The nurse on the pediatric side can, during the transition phase, provide a lot of support to the young adult in explaining how the adult system works and helping them navigate it. I encourage my young adult patients to call the adult office to schedule their appointment six months before I know I will be transferring care. I ask the parent to review the process with their child - everything from where to find the name and number to what information they need to have handy because they will be asked for information, such as insurance cards and pediatric rheumatology information. In a lot of cases, even prescription refills can be tricky. A lot of these children don’t understand how to get their medication from the pharmacy, call in for a refill, know how much it should cost out of pocket or how to read the bottle to see if they have a refill. So, the pediatric nurse can be very instrumental in teaching, talking through, supporting and transitioning them in those aspects. Getting biologic refills is another story.

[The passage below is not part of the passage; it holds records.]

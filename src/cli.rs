//! Command-line interface definitions for Awful Funding News.
//!
//! This module defines the CLI arguments and options using the `clap` crate.
//! Flags override the YAML settings file; most can also come from environment
//! variables.

use crate::config::Settings;
use crate::error::SelectError;
use crate::models::{CrawlTarget, DateRange, StrategyTier};
use chrono::NaiveDate;
use clap::Parser;
use std::path::PathBuf;
use url::Url;

/// Command-line arguments for the Awful Funding News application.
///
/// Targets come from `--url` (repeatable) and `--prompt`; with neither, every
/// entry of the settings file's `sources` list is crawled.
///
/// # Examples
///
/// ```sh
/// # Crawl one site for January 2024
/// awful_funding_news -j ./json --url https://techcrunch.com --from 2024-01-01 --to 2024-01-31
///
/// # Search Google News instead of crawling a site
/// awful_funding_news -j ./json --prompt "fintech seed rounds"
///
/// # Crawl the configured sources, deep crawl allowed
/// awful_funding_news -j ./json --config funding.yaml --deep-crawl
/// ```
#[derive(Parser, Debug)]
#[command(author, version, about)]
pub struct Cli {
    /// Output directory for the JSON run reports
    #[arg(short, long, env = "FUNDING_JSON_OUTPUT_DIR")]
    pub json_output_dir: String,

    /// Optional path to the funding settings YAML file
    #[arg(short, long, env = "FUNDING_CONFIG")]
    pub config: Option<PathBuf>,

    /// Optional path to the awful_aj config.yaml (defaults to its config dir)
    #[arg(long, env = "AWFUL_AJ_CONFIG")]
    pub llm_config: Option<PathBuf>,

    /// Site root to crawl; repeat for several sites
    #[arg(short, long = "url")]
    pub urls: Vec<String>,

    /// Natural-language search turned into a news feed target
    #[arg(short, long)]
    pub prompt: Option<String>,

    /// Earliest publication date to keep (YYYY-MM-DD)
    #[arg(long)]
    pub from: Option<NaiveDate>,

    /// Latest publication date to keep (YYYY-MM-DD)
    #[arg(long)]
    pub to: Option<NaiveDate>,

    /// Strategy tier to try first
    #[arg(long, value_enum)]
    pub strategy: Option<StrategyTier>,

    /// Allow the bounded breadth-first crawl tier
    #[arg(long)]
    pub deep_crawl: bool,

    /// Run every tier and merge their candidates instead of stopping at the first hit
    #[arg(long)]
    pub merge_strategies: bool,

    /// Record store file (overrides `store_path`)
    #[arg(long, env = "FUNDING_STORE")]
    pub store: Option<PathBuf>,
}

impl Cli {
    pub fn date_range(&self) -> DateRange {
        DateRange::new(self.from, self.to)
    }

    /// Apply flag overrides on top of the file settings.
    pub fn apply(&self, settings: &mut Settings) {
        if self.deep_crawl {
            settings.strategy.deep_crawl = true;
        }
        if self.merge_strategies {
            settings.strategy.merge_strategies = true;
        }
        if let Some(store) = &self.store {
            settings.store_path = store.clone();
        }
    }

    /// Crawl targets for this invocation.
    pub fn targets(&self, settings: &Settings) -> Result<Vec<CrawlTarget>, SelectError> {
        let range = self.date_range();
        let mut targets = Vec::new();
        let roots: Vec<&str> = if self.urls.is_empty() && self.prompt.is_none() {
            settings.sources.iter().map(|s| s.url.as_str()).collect()
        } else {
            self.urls.iter().map(String::as_str).collect()
        };
        for root in roots {
            let url = Url::parse(root).map_err(|source| SelectError::InvalidRoot {
                url: root.to_string(),
                source,
            })?;
            targets.push(CrawlTarget::new(url, range, self.strategy));
        }
        if let Some(prompt) = &self.prompt {
            let target = CrawlTarget::from_prompt(prompt, range).map_err(|source| SelectError::InvalidRoot {
                url: prompt.clone(),
                source,
            })?;
            targets.push(target);
        }
        Ok(targets)
    }
}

The nurse on the adult side can also be very helpful by understanding that this young adult is still learning how to use the healthcare system independently. They may not have had parents that involved them in making appointments or getting their medications from the pharmacy. For those patients, the nurse can be a resource. If the patient forgets how to do something or isn’t sure what to do, the nurse can be available for a phone call to help walk him or her through the problem.”
Are there other details about patients with juvenile idiopathic arthritis that can help adult providers as they take over care?
“We know that the younger the children are when diagnosed, they’re at a higher risk of eye inflammation, called uveitis. We also see a surprising amount of TMJ arthritis in the children that can be radiographically seen on MRI. I have kids in my practice as young as 8 or 9 who have it. Frequently, parents weren’t even aware of the problem because their kids didn’t realize it was abnormal for it to hurt when eating more difficult-to-chew foods. One of my favorite questions is to ask ‘does it ever hurt when you are chewing steak, meat or Starburst candy?’
For those young adults transitioning, one thing we commonly hear as patients transition to the adult world is a lack of understanding about how appointments work. As a child, if they miss an appointment, we follow up with a phone call, asking why they missed the appointment and if we can re-schedule them. In the adult world, it tends to be if you miss your appointment, you just miss your appointment. No one sends you a letter saying ‘Hey, we missed you.’ It’s up to you to reschedule. Most kids don’t understand that about the adult world, and they look at it as being very harsh and cold. They don’t think their new provider cares. Some follow phone calls for missed appointments for these young adults would go a long way. It’s important to remember that nothing is magic about turning 18. They are still developing cognitively, and we all know they are not fully mature yet. So, let’s help them get to where they need to be and stay as healthy as possible.”